Return a copy of every line in the records that includes the word "SkillEvent".

Records contained in a dataset

'''

impl SessionParser {
    pub fn new() -> Self {
        Self {
            skill_events: Vec::new(),
            active_skill: None,
            used_skills: BTreeSet::new(),
            overhead_tokens: TokenCounts::default(),
            overhead_duration_ms: 0,
            overhead_segments: Vec::new(),
            current_overhead: None,
            tool_counts: BTreeMap::new(),
            model_usage: BTreeMap::new(),
            compactions: Vec::new(),
            subagents: Vec::new(),
            last_context_tokens: 0,
            agent_id_map: HashMap::new(),
            pending_skill: None,
            session_count: 1,
            hook_events: Vec::new(),
        }
    }

    /// Decode and apply one raw log line
    pub fn process_line(&mut self, line: &str) {
        if let Some(entry) = parse_entry(line) {
            self.process_entry(entry);
        }
    }

    pub fn process_lines<I, S>(&mut self, lines: I)
    where
        I: IntoIterator<Item = S>,
        S: AsRef<str>,
    {
        for line in lines {
            self.process_line(line.as_ref());
        }
    }

    pub fn process_entry(&mut self, entry: Entry) {
        match entry {
            Entry::Assistant(assistant) => self.process_assistant(&assistant),
            Entry::User(user) => self.process_user(&user),
            Entry::System(system) => self.process_system(system),
            Entry::Progress(progress) => self.process_progress(progress),
            Entry::Unknown => {}
        }
    }

    fn process_assistant(&mut self, entry: &AssistantEntry) {
        let message = &entry.message;
        let tokens = message.token_counts();
        let model = message.model();

        if !model.is_empty() && tokens.has_usage() {
            self.model_usage
                .entry(model.to_string())
                .or_default()
                .add(&tokens);
        }

        let context = tokens.context_size();
        if context > 0 {
            self.last_context_tokens = context;
        }

        let mut tool_count = 0;
        let mut staged = false;
        for tool_use in message.tool_uses() {
            tool_count += 1;
            *self.tool_counts.entry(tool_use.name.clone()).or_insert(0) += 1;

            match tool_use.name.as_str() {
                SKILL_TOOL if !staged => {
                    let pending =
                        PendingSkill::from_tool_use(tool_use, &entry.timestamp, tokens, model);
                    tracing::debug!(
                        skill = %pending.skill_name,
                        tool_use_id = %pending.tool_use_id,
                        "staged skill invocation"
                    );
                    self.pending_skill = Some(pending);
                    staged = true;
                }
                TASK_TOOL => {
                    self.subagents
                        .push(SubagentEvent::from_dispatch(tool_use, &entry.timestamp));
                }
                _ => {}
            }
        }

        // the staged skill carries this turn's usage once confirmed
        if staged {
            return;
        }

        if self.active_skill.is_none() && (tool_count > 0 || tokens.has_usage()) {
            self.open_overhead(&entry.timestamp).tool_count += tool_count;
        }

        match self.active_event_mut() {
            Some(event) => {
                event.tokens.add(&tokens);
                event.record_model(model);
            }
            None => {
                self.overhead_tokens.add(&tokens);
                if let Some(segment) = self.current_overhead.as_mut() {
                    segment.tokens.add(&tokens);
                }
            }
        }
    }

    fn process_user(&mut self, entry: &UserEntry) {
        for result in entry.message.tool_results() {
            if let Some(agent_id) = extract_agent_id(&result.text()) {
                self.agent_id_map
                    .insert(result.tool_use_id.clone(), agent_id);
            }
        }

        if entry.is_meta() {
            if let Some(pending) = self.pending_skill.take() {
                self.confirm_skill(pending);
            }
        }
    }

    fn confirm_skill(&mut self, pending: PendingSkill) {
        if let Some(segment) = self.current_overhead.take() {
            self.overhead_segments.push(segment);
        }
        if let Some(previous) = self.active_skill.take() {
            self.used_skills.insert(previous);
        }

        tracing::debug!(skill = %pending.skill_name, "skill confirmed");
        self.active_skill = Some(pending.skill_name.clone());
        self.skill_events.push(pending.into_event());
    }

    fn process_system(&mut self, entry: SystemEntry) {
        match entry {
            SystemEntry::CompactBoundary(boundary) => self.compactions.push(CompactionEvent {
                timestamp: boundary.timestamp,
                pre_tokens: boundary.metadata.pre_tokens,
                trigger: boundary.metadata.trigger,
                kind: CompactionKind::Compaction,
            }),
            SystemEntry::MicrocompactBoundary(boundary) => {
                self.compactions.push(CompactionEvent {
                    timestamp: boundary.timestamp,
                    pre_tokens: boundary.metadata.pre_tokens,
                    trigger: boundary.metadata.trigger,
                    kind: CompactionKind::Microcompaction,
                })
            }
            SystemEntry::LocalCommand(command) if command.is_clear() => {
                self.compactions.push(CompactionEvent {
                    timestamp: command.timestamp,
                    pre_tokens: 0,
                    trigger: "manual".to_string(),
                    kind: CompactionKind::Clear,
                })
            }
            SystemEntry::TurnDuration(turn) => match self.active_event_mut() {
                Some(event) => {
                    event.duration_ms = event.duration_ms.saturating_add(turn.duration_ms);
                }
                None => {
                    self.overhead_duration_ms =
                        self.overhead_duration_ms.saturating_add(turn.duration_ms);
                    let segment = self.open_overhead(&turn.timestamp);
                    segment.duration_ms = segment.duration_ms.saturating_add(turn.duration_ms);
                }
            },
            SystemEntry::LocalCommand(_) | SystemEntry::Other => {}
        }
    }

    fn process_progress(&mut self, entry: ProgressEntry) {
        if let Some(ProgressData::HookProgress(hook)) = entry.data {
            self.hook_events.push(HookEvent {
                event: hook.hook_event_name,
                hook_type: hook.hook_type,
                timestamp: entry.timestamp,
            });
        }
    }

    fn open_overhead(&mut self, timestamp: &str) -> &mut OverheadSegment {
        self.current_overhead.get_or_insert_with(|| OverheadSegment {
            timestamp: timestamp.to_string(),
            ..Default::default()
        })
    }

    fn active_event_mut(&mut self) -> Option<&mut SkillEvent> {
        if self.active_skill.is_some() {
            self.skill_events.last_mut()
        } else {
            None
        }
    }

    /// The SkillEvent currently receiving usage, if a skill is active
    pub fn active_event(&self) -> Option<&SkillEvent> {
        self.active_skill.as_ref().and(self.skill_events.last())
    }

    /// Count a newer session file of the same project being replayed into this parser
    pub fn begin_new_session(&mut self) {
        self.session_count += 1;
        tracing::info!(session_count = self.session_count, "new session started");
    }

    /// Classify every subagent dispatch into a role
    pub fn assign_roles(&mut self) {
        for subagent in &mut self.subagents {
            subagent.role = Some(classify_role(&subagent.description, &subagent.subagent_type));
        }
    }

    /// Subagents for in-place enrichment, alongside the correlation map that locates them
    pub(crate) fn subagents_and_agent_ids(
        &mut self,
    ) -> (&mut [SubagentEvent], &HashMap<String, String>) {
        (&mut self.subagents, &self.agent_id_map)
    }

    pub fn skill_events(&self) -> &[SkillEvent] {
        &self.skill_events
    }

    pub fn active_skill(&self) -> Option<&str> {
        self.active_skill.as_deref()
    }

    pub fn used_skills(&self) -> &BTreeSet<String> {
        &self.used_skills
    }

    pub fn overhead_tokens(&self) -> TokenCounts {
        self.overhead_tokens
    }

    pub fn overhead_duration_ms(&self) -> u64 {
        self.overhead_duration_ms
    }

    /// Finalized overhead segments, oldest first
    pub fn overhead_segments(&self) -> &[OverheadSegment] {
        &self.overhead_segments
    }

    /// The overhead segment still accumulating, if any
    pub fn current_overhead(&self) -> Option<&OverheadSegment> {
        self.current_overhead.as_ref()
    }

    pub fn tool_counts(&self) -> &BTreeMap<String, u64> {
        &self.tool_counts
    }

    pub fn model_usage(&self) -> &BTreeMap<String, TokenCounts> {
        &self.model_usage
    }

    pub fn compactions(&self) -> &[CompactionEvent] {
        &self.compactions
    }

    pub fn subagents(&self) -> &[SubagentEvent] {
        &self.subagents
    }

    pub fn last_context_tokens(&self) -> u64 {
        self.last_context_tokens
    }

    pub fn agent_id_map(&self) -> &HashMap<String, String> {
        &self.agent_id_map
    }

    pub fn session_count(&self) -> u32 {
        self.session_count
    }

    pub fn hook_events(&self) -> &[HookEvent] {
        &self.hook_events
    }

    #[cfg(test)]
    fn clear_active_skill(&mut self) {
        self.active_skill = None;
    }
}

'''

ANSWER SECTION:
    fn active_event_mut(&mut self) -> Option<&mut SkillEvent> {
    /// The SkillEvent currently receiving usage, if a skill is active
    pub fn active_event(&self) -> Option<&SkillEvent> {
    pub fn skill_events(&self) -> &[SkillEvent] {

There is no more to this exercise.